Fratelli d’Italia, a inizio legislatura, ha già presentato un ddl per cancellare il reato di tortura. Alla Camera il Guardasigilli Nordio ha dato la sua parole che il governo non lo farà, ma ha avanzato i suoi dubbi sul cosiddetto “dolo generico”. Che pericoli vede? 
 
“L’iniziativa di taluni deputati di FdI non è credibile. E ne ho avuto conferma da molti esponenti di quell’area politica. Invece il problema sollevato da Nordio potrebbe riscuotere consensi. Ritengo del tutto inopportuno toccare oggi il reato già frutto di una difficile mediazione nel 2017, prima che si sia stabilizzata la giurisprudenza che mi sembra si stia già muovendo in modo rigoroso a salvaguardia di un reato indispensabile”. 
 
Cambiarlo oggi, anche di poco, rischia di far saltare inchieste e processi in corso? 
 
“Un rischio grave e assolutamente da evitare”. 
 
Ma guardi che questa è una storia già vista.
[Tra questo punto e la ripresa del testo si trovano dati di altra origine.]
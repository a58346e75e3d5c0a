use std::sync::Arc;

use axum::extract::{Path, Query, State};
use axum::response::{IntoResponse, Json, Redirect, Response};
use serde::Deserialize;
use serde_json::{json, Value};
use ygodeck_sdk::{paginate, CatalogPage, PageRequest, YgoError};

use crate::error::AppError;
use crate::state::AppState;

#[derive(Deserialize)]
pub struct ListCardsParams {
    pub nb_cartes: Option<String>,
    pub page: Option<String>,
}

#[derive(Deserialize)]
pub struct SearchParams {
    pub query: Option<String>,
}

/// GET /api/cards?nb_cartes=20&page=2
///
/// Fetch the full catalog and return one page of it. Missing or non-numeric
/// paging parameters fall back to 20 cards on page 1.
pub async fn list_cards(
    State(state): State<Arc<AppState>>,
    Query(params): Query<ListCardsParams>,
) -> Result<Json<CatalogPage>, AppError> {
    let request = PageRequest::from_query(params.page.as_deref(), params.nb_cartes.as_deref());
    let snapshot = state.sdk.load_all().await?;

    // Page the snapshot this request fetched, not whatever is current by now.
    let (cards, page_info) = paginate(&snapshot.cards, &request);
    Ok(Json(CatalogPage {
        cards: cards.to_vec(),
        page_info,
        cards_per_page: request.page_size(),
    }))
}

/// GET /api/cards/:id
pub async fn card_info(
    State(state): State<Arc<AppState>>,
    Path(id): Path<String>,
) -> Result<Json<Value>, AppError> {
    let card = state.sdk.card_info(&id).await?;
    Ok(Json(json!({ "data": card })))
}

/// GET /api/categories?categorie=Normal+Monster&level=4&attribute=DARK
///
/// Keys may repeat. With no selection at all the client is sent back to the
/// full listing.
pub async fn filter_cards(
    State(state): State<Arc<AppState>>,
    Query(pairs): Query<Vec<(String, String)>>,
) -> Result<Response, AppError> {
    let mut categories = Vec::new();
    let mut levels = Vec::new();
    let mut attributes = Vec::new();
    for (key, value) in pairs {
        match key.as_str() {
            "categorie" => categories.push(value),
            "level" => levels.push(value),
            "attribute" => attributes.push(value),
            _ => {}
        }
    }

    let result = state
        .sdk
        .run(move |s| s.filter(&categories, &levels, &attributes))
        .await;
    let snapshot = match result {
        Err(YgoError::EmptyQuery(_)) => return Ok(Redirect::to("/api/cards").into_response()),
        other => other?,
    };

    let count = snapshot.len();
    Ok(Json(json!({ "data": snapshot.cards, "count": count, "query": snapshot.query })).into_response())
}

/// GET /api/search?query=magician
pub async fn search_cards(
    State(state): State<Arc<AppState>>,
    Query(params): Query<SearchParams>,
) -> Result<Json<Value>, AppError> {
    let query = params.query.unwrap_or_default();
    let snapshot = state.sdk.search(&query).await?;

    let count = snapshot.len();
    Ok(Json(json!({ "data": snapshot.cards, "count": count, "query": snapshot.query })))
}
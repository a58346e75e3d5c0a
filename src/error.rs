#[derive(Debug, thiserror::Error)]
pub enum YgoError {
    #[error("Catalog fetch failed: {0}")]
    FetchFailed(String),

    #[error("Catalog decode failed: {0}")]
    DecodeFailed(#[from] serde_json::Error),

    #[error("Invalid card identifier: {0}")]
    InvalidIdentifier(String),

    #[error("Empty query: {0}")]
    EmptyQuery(String),

    #[error("Not found: {0}")]
    NotFound(String),

    #[error("Invalid argument: {0}")]
    InvalidArgument(String),
}

impl From<reqwest::Error> for YgoError {
    fn from(e: reqwest::Error) -> Self {
        if e.is_decode() {
            return YgoError::FetchFailed(format!("unreadable response body: {e}"));
        }
        if e.is_timeout() {
            return YgoError::FetchFailed(format!("request timed out: {e}"));
        }
        YgoError::FetchFailed(e.to_string())
    }
}

pub type Result<T> = std::result::Result<T, YgoError>;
È accaduto in tutte le indagini sulle violenze della polizia, come a Santa Maria Capua Vetere e come a Torino, i sindacati della polizia e la politica di destra vogliono eliminare il reato di tortura per difendere i violenti. 
 
“Come tutti sanno, io ho alle mie spalle molti decenni di esperienza di lavoro con le forze dell’ordine, anche in contesti ben più difficili di quello del nostro Paese. Quindi so bene quanto sia difficile quel lavoro. Ma due aspetti mi colpiscono. Il primo è il silenzio di chi sa, però ritiene che parlare equivalga a un tradimento. A Santa Maria Capua Vetere mi colpì subito che nessuno avesse denunciato quei fatti gravissimi. Neppure quelli che entrando in servizio il giorno dopo ne avevano visto le conseguenze. E poi non capisco come sia possibile che molti dicano anche oggi, per Verona, che le persone fermate sono “difficili da trattare”. Questa è un’offesa all’obbligatoria professionalità di chi fa polizia”.
 
Le violenze, dal caso Cucchi in avanti, sono frutto di una cultura di destra,  che oggi ha una copertura dal governo in carica? 
 
“Non credo, l’abbiamo viste in vari contesti politici diversi. Io l’addebito a un’arretratezza culturale di chi non riesce a riconoscere nella persona, anche problematica, diversa, o che ha commesso un reato, un essere umano che non cessa di appartenere al corpo sociale. Questa è la cultura dell’inimicizia”. 
 
Questa violenza è frutto di razzismo, e ricorda le torture naziste contro i presunti “diversi”…
 
“Lascerei stare questi collegamenti storici perché abbiamo bisogno di interpretare il presente. La negazione dell’altro, che trasforma il rapporto tra poliziotto e reo in quello tra poliziotto e nemico, è qualcosa che abbiamo già visto, anche sul piano internazionale, negli ultimi due decenni e che rischia sempre di insinuarsi nella cultura diffusa. La persona arrestata non è il nemico e non andrebbe neppure messa la sua foto sui giornali. Chi lo arresta ha il dovere di tenerlo in custodia garantendo i suoi diritti scritti nella Costituzione”.